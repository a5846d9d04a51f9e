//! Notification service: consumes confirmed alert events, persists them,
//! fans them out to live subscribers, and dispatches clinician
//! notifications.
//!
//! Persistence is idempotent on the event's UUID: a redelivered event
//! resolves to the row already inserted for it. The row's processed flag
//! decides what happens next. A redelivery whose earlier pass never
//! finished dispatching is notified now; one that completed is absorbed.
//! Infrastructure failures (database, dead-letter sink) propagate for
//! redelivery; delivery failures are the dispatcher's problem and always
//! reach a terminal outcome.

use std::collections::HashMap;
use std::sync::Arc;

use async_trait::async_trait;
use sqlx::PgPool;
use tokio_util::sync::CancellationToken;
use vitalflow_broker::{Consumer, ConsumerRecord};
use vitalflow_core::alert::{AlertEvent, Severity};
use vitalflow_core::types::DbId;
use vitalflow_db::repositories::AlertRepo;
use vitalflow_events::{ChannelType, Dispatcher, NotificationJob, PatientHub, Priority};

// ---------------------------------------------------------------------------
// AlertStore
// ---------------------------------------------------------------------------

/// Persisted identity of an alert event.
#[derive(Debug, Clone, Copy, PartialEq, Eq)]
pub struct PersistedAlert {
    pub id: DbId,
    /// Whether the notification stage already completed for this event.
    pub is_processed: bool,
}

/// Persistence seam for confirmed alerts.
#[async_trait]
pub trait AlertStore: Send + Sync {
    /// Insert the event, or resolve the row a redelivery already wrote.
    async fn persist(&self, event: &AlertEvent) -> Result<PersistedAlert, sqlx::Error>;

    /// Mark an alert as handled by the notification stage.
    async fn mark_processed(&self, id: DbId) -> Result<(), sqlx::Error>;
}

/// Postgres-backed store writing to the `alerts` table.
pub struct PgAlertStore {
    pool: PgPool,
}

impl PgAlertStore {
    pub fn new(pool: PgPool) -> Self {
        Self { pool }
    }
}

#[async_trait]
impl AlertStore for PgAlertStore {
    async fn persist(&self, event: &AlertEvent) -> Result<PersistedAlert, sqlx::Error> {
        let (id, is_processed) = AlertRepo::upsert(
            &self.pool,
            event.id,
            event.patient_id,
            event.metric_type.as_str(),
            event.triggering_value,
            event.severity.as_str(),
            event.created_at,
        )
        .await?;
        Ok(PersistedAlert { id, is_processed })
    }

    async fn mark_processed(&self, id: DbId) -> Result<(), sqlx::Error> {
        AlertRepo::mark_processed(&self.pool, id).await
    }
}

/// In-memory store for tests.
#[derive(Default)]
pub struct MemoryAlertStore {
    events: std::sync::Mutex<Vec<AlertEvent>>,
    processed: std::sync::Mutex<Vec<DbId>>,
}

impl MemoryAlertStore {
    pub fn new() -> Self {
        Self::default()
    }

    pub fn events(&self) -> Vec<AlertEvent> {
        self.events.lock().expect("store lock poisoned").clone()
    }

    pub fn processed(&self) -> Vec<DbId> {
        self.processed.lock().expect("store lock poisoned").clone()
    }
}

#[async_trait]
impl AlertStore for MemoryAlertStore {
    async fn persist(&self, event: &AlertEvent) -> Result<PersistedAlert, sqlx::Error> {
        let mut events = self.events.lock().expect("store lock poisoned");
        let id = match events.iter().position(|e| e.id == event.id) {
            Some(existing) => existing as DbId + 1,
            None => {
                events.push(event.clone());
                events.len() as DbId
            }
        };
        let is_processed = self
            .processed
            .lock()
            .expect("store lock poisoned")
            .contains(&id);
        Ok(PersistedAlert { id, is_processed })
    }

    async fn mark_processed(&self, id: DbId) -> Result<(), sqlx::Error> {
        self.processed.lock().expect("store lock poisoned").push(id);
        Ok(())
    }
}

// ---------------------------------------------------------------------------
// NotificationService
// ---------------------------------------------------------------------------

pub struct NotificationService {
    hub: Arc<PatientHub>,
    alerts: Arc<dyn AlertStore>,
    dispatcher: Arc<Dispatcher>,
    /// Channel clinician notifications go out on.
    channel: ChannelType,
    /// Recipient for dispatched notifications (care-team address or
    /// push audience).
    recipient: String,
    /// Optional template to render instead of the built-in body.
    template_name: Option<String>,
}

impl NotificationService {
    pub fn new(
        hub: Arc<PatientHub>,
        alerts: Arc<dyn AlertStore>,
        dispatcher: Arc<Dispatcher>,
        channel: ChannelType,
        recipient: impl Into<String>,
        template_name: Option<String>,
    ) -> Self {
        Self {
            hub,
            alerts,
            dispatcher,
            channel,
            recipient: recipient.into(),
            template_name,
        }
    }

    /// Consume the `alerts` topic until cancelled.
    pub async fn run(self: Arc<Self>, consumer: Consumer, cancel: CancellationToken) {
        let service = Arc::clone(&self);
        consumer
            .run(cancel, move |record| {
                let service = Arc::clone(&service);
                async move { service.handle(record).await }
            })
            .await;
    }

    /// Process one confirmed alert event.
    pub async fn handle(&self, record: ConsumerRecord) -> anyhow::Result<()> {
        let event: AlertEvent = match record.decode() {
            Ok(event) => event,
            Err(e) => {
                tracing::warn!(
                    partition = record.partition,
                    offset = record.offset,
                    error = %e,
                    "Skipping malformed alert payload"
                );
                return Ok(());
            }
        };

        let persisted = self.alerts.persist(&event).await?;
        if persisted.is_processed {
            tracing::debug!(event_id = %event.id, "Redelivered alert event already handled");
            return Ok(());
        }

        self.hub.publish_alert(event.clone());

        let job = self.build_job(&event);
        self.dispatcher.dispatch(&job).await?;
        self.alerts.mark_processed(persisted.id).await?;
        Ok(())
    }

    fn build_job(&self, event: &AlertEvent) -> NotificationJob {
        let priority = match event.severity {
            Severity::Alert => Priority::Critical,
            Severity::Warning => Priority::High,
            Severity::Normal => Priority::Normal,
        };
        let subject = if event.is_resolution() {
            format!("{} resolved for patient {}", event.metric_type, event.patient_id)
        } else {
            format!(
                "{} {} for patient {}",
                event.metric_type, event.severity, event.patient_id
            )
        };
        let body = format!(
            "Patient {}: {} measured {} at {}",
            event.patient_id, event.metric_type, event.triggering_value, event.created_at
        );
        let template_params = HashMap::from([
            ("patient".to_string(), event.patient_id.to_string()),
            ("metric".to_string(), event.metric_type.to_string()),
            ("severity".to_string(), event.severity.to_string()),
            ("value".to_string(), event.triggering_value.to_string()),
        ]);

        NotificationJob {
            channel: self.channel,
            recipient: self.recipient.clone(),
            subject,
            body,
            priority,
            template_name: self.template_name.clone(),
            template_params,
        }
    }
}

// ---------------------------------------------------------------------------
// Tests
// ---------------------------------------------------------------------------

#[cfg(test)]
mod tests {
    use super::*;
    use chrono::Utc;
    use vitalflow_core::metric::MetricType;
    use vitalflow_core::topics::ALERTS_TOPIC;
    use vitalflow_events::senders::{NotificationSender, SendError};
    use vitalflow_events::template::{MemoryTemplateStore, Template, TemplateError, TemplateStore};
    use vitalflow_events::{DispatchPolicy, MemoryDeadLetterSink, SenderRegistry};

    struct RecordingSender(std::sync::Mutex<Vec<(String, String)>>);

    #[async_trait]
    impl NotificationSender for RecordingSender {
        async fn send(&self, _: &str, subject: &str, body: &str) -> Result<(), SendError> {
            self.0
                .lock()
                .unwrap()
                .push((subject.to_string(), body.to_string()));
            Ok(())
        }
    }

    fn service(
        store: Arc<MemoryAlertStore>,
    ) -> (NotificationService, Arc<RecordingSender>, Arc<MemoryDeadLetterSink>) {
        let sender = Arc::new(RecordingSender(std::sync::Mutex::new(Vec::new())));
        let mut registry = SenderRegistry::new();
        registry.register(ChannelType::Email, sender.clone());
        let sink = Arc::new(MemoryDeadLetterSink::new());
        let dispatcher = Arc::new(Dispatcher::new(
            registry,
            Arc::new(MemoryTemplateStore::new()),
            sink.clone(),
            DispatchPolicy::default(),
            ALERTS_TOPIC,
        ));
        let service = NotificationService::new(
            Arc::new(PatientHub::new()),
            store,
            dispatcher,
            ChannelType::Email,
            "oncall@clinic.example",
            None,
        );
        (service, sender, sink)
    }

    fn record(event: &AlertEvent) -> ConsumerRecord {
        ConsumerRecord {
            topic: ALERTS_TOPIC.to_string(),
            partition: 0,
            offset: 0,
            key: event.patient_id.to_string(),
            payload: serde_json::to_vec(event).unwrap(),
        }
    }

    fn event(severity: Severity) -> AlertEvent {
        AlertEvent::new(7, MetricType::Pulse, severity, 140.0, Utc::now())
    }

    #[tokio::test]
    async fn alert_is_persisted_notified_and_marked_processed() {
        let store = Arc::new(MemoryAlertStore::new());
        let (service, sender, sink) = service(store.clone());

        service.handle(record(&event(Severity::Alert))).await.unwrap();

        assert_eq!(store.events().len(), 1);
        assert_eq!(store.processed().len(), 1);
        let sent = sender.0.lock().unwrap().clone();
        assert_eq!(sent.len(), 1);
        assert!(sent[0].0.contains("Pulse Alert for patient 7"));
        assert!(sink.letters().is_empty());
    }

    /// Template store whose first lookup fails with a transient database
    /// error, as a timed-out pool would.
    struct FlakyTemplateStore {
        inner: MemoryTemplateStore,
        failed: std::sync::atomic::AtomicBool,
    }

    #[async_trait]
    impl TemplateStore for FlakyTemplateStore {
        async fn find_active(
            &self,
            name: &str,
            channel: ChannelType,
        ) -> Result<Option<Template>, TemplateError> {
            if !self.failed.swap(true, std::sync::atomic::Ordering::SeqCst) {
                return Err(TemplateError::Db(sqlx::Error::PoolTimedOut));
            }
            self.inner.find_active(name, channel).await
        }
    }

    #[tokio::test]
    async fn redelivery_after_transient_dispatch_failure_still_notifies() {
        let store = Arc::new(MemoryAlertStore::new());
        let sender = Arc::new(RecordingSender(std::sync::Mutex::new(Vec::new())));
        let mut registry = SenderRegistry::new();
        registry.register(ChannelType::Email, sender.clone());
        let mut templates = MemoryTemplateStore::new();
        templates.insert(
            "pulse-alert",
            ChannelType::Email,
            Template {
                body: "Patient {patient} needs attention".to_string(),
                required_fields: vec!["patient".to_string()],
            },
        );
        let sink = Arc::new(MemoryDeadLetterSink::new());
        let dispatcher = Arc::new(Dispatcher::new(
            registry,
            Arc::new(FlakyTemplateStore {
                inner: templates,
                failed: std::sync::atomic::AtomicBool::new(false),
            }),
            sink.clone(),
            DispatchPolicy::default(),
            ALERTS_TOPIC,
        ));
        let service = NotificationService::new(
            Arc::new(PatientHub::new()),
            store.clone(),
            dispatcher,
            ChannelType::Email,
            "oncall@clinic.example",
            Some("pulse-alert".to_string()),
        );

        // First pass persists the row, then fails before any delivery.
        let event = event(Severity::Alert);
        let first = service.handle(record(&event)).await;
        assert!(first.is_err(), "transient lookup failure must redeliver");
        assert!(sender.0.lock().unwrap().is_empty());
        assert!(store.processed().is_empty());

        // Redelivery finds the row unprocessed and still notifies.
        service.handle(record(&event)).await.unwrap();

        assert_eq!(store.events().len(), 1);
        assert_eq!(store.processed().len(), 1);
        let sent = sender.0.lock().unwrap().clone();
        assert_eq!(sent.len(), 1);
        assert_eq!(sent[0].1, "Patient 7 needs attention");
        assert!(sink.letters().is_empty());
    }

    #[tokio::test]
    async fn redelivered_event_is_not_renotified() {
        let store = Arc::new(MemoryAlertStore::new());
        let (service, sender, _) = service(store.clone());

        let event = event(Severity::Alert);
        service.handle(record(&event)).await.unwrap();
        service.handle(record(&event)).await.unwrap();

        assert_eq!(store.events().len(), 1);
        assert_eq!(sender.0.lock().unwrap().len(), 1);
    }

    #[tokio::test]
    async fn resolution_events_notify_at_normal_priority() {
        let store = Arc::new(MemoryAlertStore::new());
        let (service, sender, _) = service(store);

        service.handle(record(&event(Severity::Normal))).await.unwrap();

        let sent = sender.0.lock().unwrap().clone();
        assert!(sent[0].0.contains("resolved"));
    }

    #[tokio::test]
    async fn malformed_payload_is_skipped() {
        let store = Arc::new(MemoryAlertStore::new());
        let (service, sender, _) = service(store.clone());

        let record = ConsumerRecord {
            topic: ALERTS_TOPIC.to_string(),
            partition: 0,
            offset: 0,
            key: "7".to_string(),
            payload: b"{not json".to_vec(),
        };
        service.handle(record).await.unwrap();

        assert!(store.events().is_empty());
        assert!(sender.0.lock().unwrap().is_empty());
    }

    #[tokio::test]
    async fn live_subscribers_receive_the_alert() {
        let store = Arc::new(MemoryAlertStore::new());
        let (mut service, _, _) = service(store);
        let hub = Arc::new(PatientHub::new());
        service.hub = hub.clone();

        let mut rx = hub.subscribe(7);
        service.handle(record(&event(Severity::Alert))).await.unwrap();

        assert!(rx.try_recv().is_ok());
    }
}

######

• Task details: Scan the records for lines that hold "clinician", and reproduce each one you find.

• Your response:
//! fans them out to live subscribers, and dispatches clinician
    /// Channel clinician notifications go out on.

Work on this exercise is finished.